THE ARCHAEOLOGY OF ESSEX
This is a collection of conference papers with a specific aim. This was
to help professional archaeologists `to explain and justify the significance of particular archaeological deposits' to planning officers, landowners and developers. So it originated as a sort of archaeological `how to make friends and influence people'. It was not intended as an up-to-date account of the archaeology of Essex for the general reader.
The book contains 21 papers by nationally-known and local contributors. Of these, 13 have a period flavour from the Palaeolithic to the post-medieval and the value of these extends well beyond the limited aim - some of the specialist period papers will be of interest to readers outside the county. In the other papers the authors describe the activities of particular organisations or discuss particular subjects, such as timber-framed buildings.
None of the papers includes a summary, so the reader must not expect them to be
user-friendly. One paper starts, in the first sentence of the opening paragraph, to remind the reader that it would be instructive to re-read a paper of which he or she is unlikely to have heard. One author was still quoting references in the conclusions. Readers do not always get the consideration they deserve.

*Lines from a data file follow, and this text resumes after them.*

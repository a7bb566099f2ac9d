//! Ride-duration provider trait and the matrix it returns.

use std::time::Duration;

use async_trait::async_trait;
use geo::Coord;

use super::error::RideDurationError;

/// Ride durations aligned with the request: `matrix[i][j]` is the ride from
/// `origins[i]` to `destinations[j]`, or `None` when the provider could not
/// compute it.
pub type RideDurationMatrix = Vec<Vec<Option<Duration>>>;

/// Fetch directed ride durations for a cross product of coordinates.
///
/// Coordinates use `x = longitude`, `y = latitude`.
///
/// # Examples
///
/// ```rust
/// use std::time::Duration;
/// use async_trait::async_trait;
/// use geo::Coord;
/// use rideplan_core::{RideDurationError, RideDurationMatrix, RideDurationProvider};
///
/// struct TenMinutes;
///
/// #[async_trait]
/// impl RideDurationProvider for TenMinutes {
///     async fn ride_durations(
///         &self,
///         origins: &[Coord<f64>],
///         destinations: &[Coord<f64>],
///     ) -> Result<RideDurationMatrix, RideDurationError> {
///         if origins.is_empty() || destinations.is_empty() {
///             return Err(RideDurationError::EmptyInput);
///         }
///         Ok(vec![vec![Some(Duration::from_secs(600)); destinations.len()]; origins.len()])
///     }
/// }
/// ```
#[async_trait]
pub trait RideDurationProvider: Send + Sync {
    /// Return a dense `origins.len() x destinations.len()` matrix.
    ///
    /// Implementations must return `Err(RideDurationError::EmptyInput)` when
    /// either slice is empty.
    async fn ride_durations(
        &self,
        origins: &[Coord<f64>],
        destinations: &[Coord<f64>],
    ) -> Result<RideDurationMatrix, RideDurationError>;
}
//! Step-by-step account of an itinerary.

use std::fmt;
use std::time::Duration;

use crate::Duty;
use crate::clock::{TimeOfDay, format_duration};

use super::Itinerary;

/// What happens at a step.
#[derive(Debug, Clone, PartialEq, Eq)]
pub enum StepKind {
    /// The traveller sets off from a site.
    Start {
        /// Starting site.
        site: String,
    },
    /// The traveller leaves for the next site.
    Ride {
        /// Destination site.
        to: String,
    },
    /// The traveller reaches a site.
    Arrive {
        /// Reached site.
        site: String,
        /// Duty window the visit falls in.
        duty: Option<Duty>,
    },
    /// Service begins after waiting on site.
    Wait {
        /// Site being served.
        site: String,
        /// Time spent waiting.
        waited: Duration,
    },
}

impl fmt::Display for StepKind {
    fn fmt(&self, f: &mut fmt::Formatter<'_>) -> fmt::Result {
        match self {
            Self::Start { site } => write!(f, "Start at {site}"),
            Self::Ride { to } => write!(f, "Leave for {to}"),
            Self::Arrive {
                site,
                duty: Some(duty),
            } => write!(f, "Arrive at {site} (duty {duty})"),
            Self::Arrive { site, duty: None } => write!(f, "Arrive at {site}"),
            Self::Wait { site, waited } => write!(
                f,
                "Start service at {site} after waiting {}",
                format_duration(*waited)
            ),
        }
    }
}

/// A timestamped step.
#[derive(Debug, Clone, PartialEq, Eq)]
pub struct ItineraryStep {
    /// When the step happens.
    pub at: TimeOfDay,
    /// What happens.
    pub kind: StepKind,
}

impl fmt::Display for ItineraryStep {
    fn fmt(&self, f: &mut fmt::Formatter<'_>) -> fmt::Result {
        write!(f, "{} {}", self.at, self.kind)
    }
}

/// Reconstruct the steps of `itinerary` in order.
///
/// Solver timestamps are trusted as given. A ride step appears only when the
/// ride does not start at the time of the previous step, and a wait step only
/// when service does not start on arrival.
///
/// # Examples
///
/// ```
/// use rideplan_core::itinerary::{Itinerary, render};
///
/// let path: Itinerary = serde_json::from_str(r#"{
///     "startIn": "A", "startAt": "09:00",
///     "stops": [{"site": "B", "duty": null, "rideStart": "09:00", "rideEnd": "09:10",
///                "serviceStart": "09:10", "serviceEnd": "09:25"}],
///     "cost": {"total_ride": "10m", "total_time": "25m", "stops_on_duty": 0, "stops": 1},
///     "isDominated": false
/// }"#).expect("valid path");
///
/// let lines: Vec<String> = render(&path).iter().map(ToString::to_string).collect();
/// assert_eq!(lines, ["09:00 Start at A", "09:10 Arrive at B"]);
/// ```
#[must_use]
pub fn render(itinerary: &Itinerary) -> Vec<ItineraryStep> {
    let mut steps = vec![ItineraryStep {
        at: itinerary.start_at,
        kind: StepKind::Start {
            site: itinerary.start_in.clone(),
        },
    }];
    for stop in &itinerary.stops {
        let previous = steps.last().map_or(itinerary.start_at, |step| step.at);
        if stop.ride_start != previous {
            steps.push(ItineraryStep {
                at: stop.ride_start,
                kind: StepKind::Ride {
                    to: stop.site.clone(),
                },
            });
        }
        steps.push(ItineraryStep {
            at: stop.ride_end,
            kind: StepKind::Arrive {
                site: stop.site.clone(),
                duty: stop.duty,
            },
        });
        if stop.service_start != stop.ride_end {
            steps.push(ItineraryStep {
                at: stop.service_start,
                kind: StepKind::Wait {
                    site: stop.site.clone(),
                    waited: stop.wait_duration(),
                },
            });
        }
    }
    steps
}
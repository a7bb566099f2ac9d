//! JSON bodies exchanged with the ride duration service.
//!
//! Request: `{"origins": [{"latitude": 0, "longitude": 0}], "destinations": [...]}`.
//! Response: `{"rideDurations": [["10m", null]]}`, one row per origin and one
//! cell per destination. `null` marks a pair the service could not route.

use geo::Coord;
use rideplan_core::RideDurationMatrix;
use rideplan_core::clock::parse_duration;
use serde::{Deserialize, Serialize};

/// A coordinate on the wire.
#[derive(Debug, Clone, Copy, PartialEq, Serialize, Deserialize)]
pub struct WirePoint {
    pub latitude: f64,
    pub longitude: f64,
}

impl From<Coord<f64>> for WirePoint {
    fn from(coord: Coord<f64>) -> Self {
        Self {
            latitude: coord.y,
            longitude: coord.x,
        }
    }
}

/// Body of a ride duration request.
#[derive(Debug, Serialize, Deserialize)]
pub struct RideDurationsRequest {
    pub origins: Vec<WirePoint>,
    pub destinations: Vec<WirePoint>,
}

impl RideDurationsRequest {
    pub fn new(origins: &[Coord<f64>], destinations: &[Coord<f64>]) -> Self {
        Self {
            origins: origins.iter().copied().map(WirePoint::from).collect(),
            destinations: destinations.iter().copied().map(WirePoint::from).collect(),
        }
    }
}

/// Body of a successful ride duration response.
#[derive(Debug, Deserialize)]
#[serde(rename_all = "camelCase")]
pub struct RideDurationsResponse {
    pub ride_durations: Vec<Vec<Option<String>>>,
}

impl RideDurationsResponse {
    /// Decode every cell; the first malformed duration aborts the conversion.
    pub fn into_matrix(self) -> Result<RideDurationMatrix, String> {
        self.ride_durations
            .into_iter()
            .map(|row| {
                row.into_iter()
                    .map(|cell| {
                        cell.map(|text| parse_duration(&text).map_err(|err| err.to_string()))
                            .transpose()
                    })
                    .collect()
            })
            .collect()
    }
}

#[derive(Deserialize)]
struct ErrorBody {
    error: String,
}

/// Human-readable message from an error response body.
///
/// Uses the JSON `error` field when there is one, the raw body otherwise.
pub fn error_message(body: &str) -> String {
    serde_json::from_str::<ErrorBody>(body).map_or_else(|_| body.trim().to_owned(), |b| b.error)
}
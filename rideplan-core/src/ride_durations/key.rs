//! Value-typed cache key for a directed ride between two coordinates.

use std::cmp::Ordering;
use std::fmt;
use std::hash::{Hash, Hasher};
use std::str::FromStr;

use geo::Coord;
use thiserror::Error;

/// A snapshot key did not have the `lat,lng,lat,lng` shape.
#[derive(Debug, Clone, PartialEq, Eq, Error)]
#[error("invalid ride key {input:?}: expected four comma-separated numbers")]
pub struct RideKeyParseError {
    /// Offending key text.
    pub input: String,
}

/// Directed pair `(origin, destination)` of coordinates.
///
/// Coordinates compare bitwise after normalizing `-0.0` to `0.0`, so two keys
/// are equal exactly when they were built from the same coordinates. The
/// text form `"<originLat>,<originLng>,<destLat>,<destLng>"` is used in
/// snapshots only.
///
/// # Examples
///
/// ```
/// use geo::Coord;
/// use rideplan_core::RideKey;
///
/// let key = RideKey::new(Coord { x: 2.5, y: 1.0 }, Coord { x: -0.0, y: 3.0 });
/// assert_eq!(key.to_string(), "1,2.5,3,0");
/// assert_eq!("1,2.5,3,0".parse::<RideKey>(), Ok(key));
/// ```
#[derive(Debug, Clone, Copy)]
pub struct RideKey {
    origin: Coord<f64>,
    destination: Coord<f64>,
}

impl RideKey {
    /// Build the key for a ride from `origin` to `destination`.
    #[must_use]
    pub fn new(origin: Coord<f64>, destination: Coord<f64>) -> Self {
        Self {
            origin: normalize(origin),
            destination: normalize(destination),
        }
    }

    /// Where the ride starts.
    #[must_use]
    pub const fn origin(&self) -> Coord<f64> {
        self.origin
    }

    /// Where the ride ends.
    #[must_use]
    pub const fn destination(&self) -> Coord<f64> {
        self.destination
    }

    fn bits(&self) -> [u64; 4] {
        [
            self.origin.y.to_bits(),
            self.origin.x.to_bits(),
            self.destination.y.to_bits(),
            self.destination.x.to_bits(),
        ]
    }

    fn components(&self) -> [f64; 4] {
        [
            self.origin.y,
            self.origin.x,
            self.destination.y,
            self.destination.x,
        ]
    }
}

fn normalize(coord: Coord<f64>) -> Coord<f64> {
    // `-0.0 + 0.0` is `+0.0`; every other value is unchanged.
    Coord {
        x: coord.x + 0.0,
        y: coord.y + 0.0,
    }
}

impl PartialEq for RideKey {
    fn eq(&self, other: &Self) -> bool {
        self.bits() == other.bits()
    }
}

impl Eq for RideKey {}

impl Hash for RideKey {
    fn hash<H: Hasher>(&self, state: &mut H) {
        self.bits().hash(state);
    }
}

impl Ord for RideKey {
    fn cmp(&self, other: &Self) -> Ordering {
        self.components()
            .iter()
            .zip(other.components().iter())
            .map(|(left, right)| left.total_cmp(right))
            .find(|ordering| ordering.is_ne())
            .unwrap_or(Ordering::Equal)
    }
}

impl PartialOrd for RideKey {
    fn partial_cmp(&self, other: &Self) -> Option<Ordering> {
        Some(self.cmp(other))
    }
}

impl fmt::Display for RideKey {
    fn fmt(&self, f: &mut fmt::Formatter<'_>) -> fmt::Result {
        let [origin_lat, origin_lng, dest_lat, dest_lng] = self.components();
        write!(f, "{origin_lat},{origin_lng},{dest_lat},{dest_lng}")
    }
}

impl FromStr for RideKey {
    type Err = RideKeyParseError;

    fn from_str(input: &str) -> Result<Self, Self::Err> {
        let error = || RideKeyParseError {
            input: input.to_owned(),
        };
        let mut values = [0.0_f64; 4];
        let mut parts = input.split(',');
        for slot in &mut values {
            let part = parts.next().ok_or_else(error)?;
            *slot = part
                .trim()
                .parse::<f64>()
                .ok()
                .filter(|value| value.is_finite())
                .ok_or_else(error)?;
        }
        if parts.next().is_some() {
            return Err(error());
        }
        let [origin_lat, origin_lng, dest_lat, dest_lng] = values;
        Ok(Self::new(
            Coord {
                x: origin_lng,
                y: origin_lat,
            },
            Coord {
                x: dest_lng,
                y: dest_lat,
            },
        ))
    }
}

#[cfg(test)]
mod tests {
    use super::*;
    use rstest::rstest;
    use std::collections::HashSet;

    fn coord(lat: f64, lng: f64) -> Coord<f64> {
        Coord { x: lng, y: lat }
    }

    #[rstest]
    fn key_is_directional() {
        let there = RideKey::new(coord(0.0, 0.0), coord(1.0, 1.0));
        let back = RideKey::new(coord(1.0, 1.0), coord(0.0, 0.0));
        assert_ne!(there, back);
    }

    #[rstest]
    fn negative_zero_matches_zero() {
        let plain = RideKey::new(coord(0.0, 0.0), coord(1.0, 1.0));
        let signed = RideKey::new(coord(-0.0, -0.0), coord(1.0, 1.0));
        assert_eq!(plain, signed);

        let set: HashSet<_> = [plain, signed].into_iter().collect();
        assert_eq!(set.len(), 1);
    }

    #[rstest]
    #[case("0.1,0.2,0.30000000000000004,-179.99999")]
    #[case("47.4739884,-0.5515588,48.8566,2.3522")]
    fn text_form_round_trips(#[case] text: &str) {
        let key: RideKey = text.parse().expect("valid key");
        assert_eq!(key.to_string(), text);
    }

    #[rstest]
    #[case("")]
    #[case("1,2,3")]
    #[case("1,2,3,4,5")]
    #[case("1,2,x,4")]
    #[case("NaN,0,0,0")]
    fn rejects_malformed_text(#[case] text: &str) {
        assert!(text.parse::<RideKey>().is_err(), "{text:?} should not parse");
    }

    #[rstest]
    fn orders_by_origin_then_destination() {
        let mut keys = vec![
            RideKey::new(coord(1.0, 0.0), coord(0.0, 0.0)),
            RideKey::new(coord(0.0, 0.0), coord(2.0, 0.0)),
            RideKey::new(coord(0.0, 0.0), coord(1.0, 0.0)),
        ];
        keys.sort();
        let text: Vec<_> = keys.iter().map(ToString::to_string).collect();
        assert_eq!(text, ["0,0,1,0", "0,0,2,0", "1,0,0,0"]);
    }
}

As a check I tested for the latest ideas on minster parishes and on the development of hundreds and Iron Age tribal territories. Unfortunately there is no discussion of any of these topics. So whether the minster
parishes of Essex had an Iron Age territorial origin and have come down to us as hundreds remains for a future conference.
A well-produced book, expensive, illustrations mostly good, particular papers for particular people, no glossary of technical terms (one author started with Oxygen Isotope Stage 12), limited aims no doubt met, approaches the frontiers in places - but a hard read.
Peter Huggins directs excavations in Essex
for the Waltham Abbey Archaeological Society
ARCHAEOLOGY IN LAW
One should hardly expect bedtime reading from Sweet and Maxwell,
the legal publishers. This tome, by a barrister and an archaeological consultant, is a heavyweight reference book to be consulted rather than read. It offers a brief historical introduction to archaeology for non-practitioners (presumably the lawyers who will be representing archaeological interests at public inquiries), and an overview of the organisation of British archaeology. Then we move into the meat of the volume. The Ancient Monuments and Archaeological Areas Act 1979 is summarised. The analysis promised in the introduction never materialises.
The next chapter will be helpful to jobbing archaeologists since it provides a compendium of other legislation affecting archaeology. The requirements made of the privatised public utilities, for instance, are noted under the Electricity Act 1989 and the Water Industry Act 1991. Other areas looked at include Treasure Trove, antiquities exports, listed buildings (briefly, for the reader is referred to a sister volume) and ecclesiastical exemption. This latter is dangerously sketchily covered - whilst the need for `faculty' (or church planning permission) to undertake invasive archaeological investigations is noted, nothing is revealed of the mechanism for doing so. To whom should one apply for faculty? A curious omission from this chapter is the Field Monuments Act 1972.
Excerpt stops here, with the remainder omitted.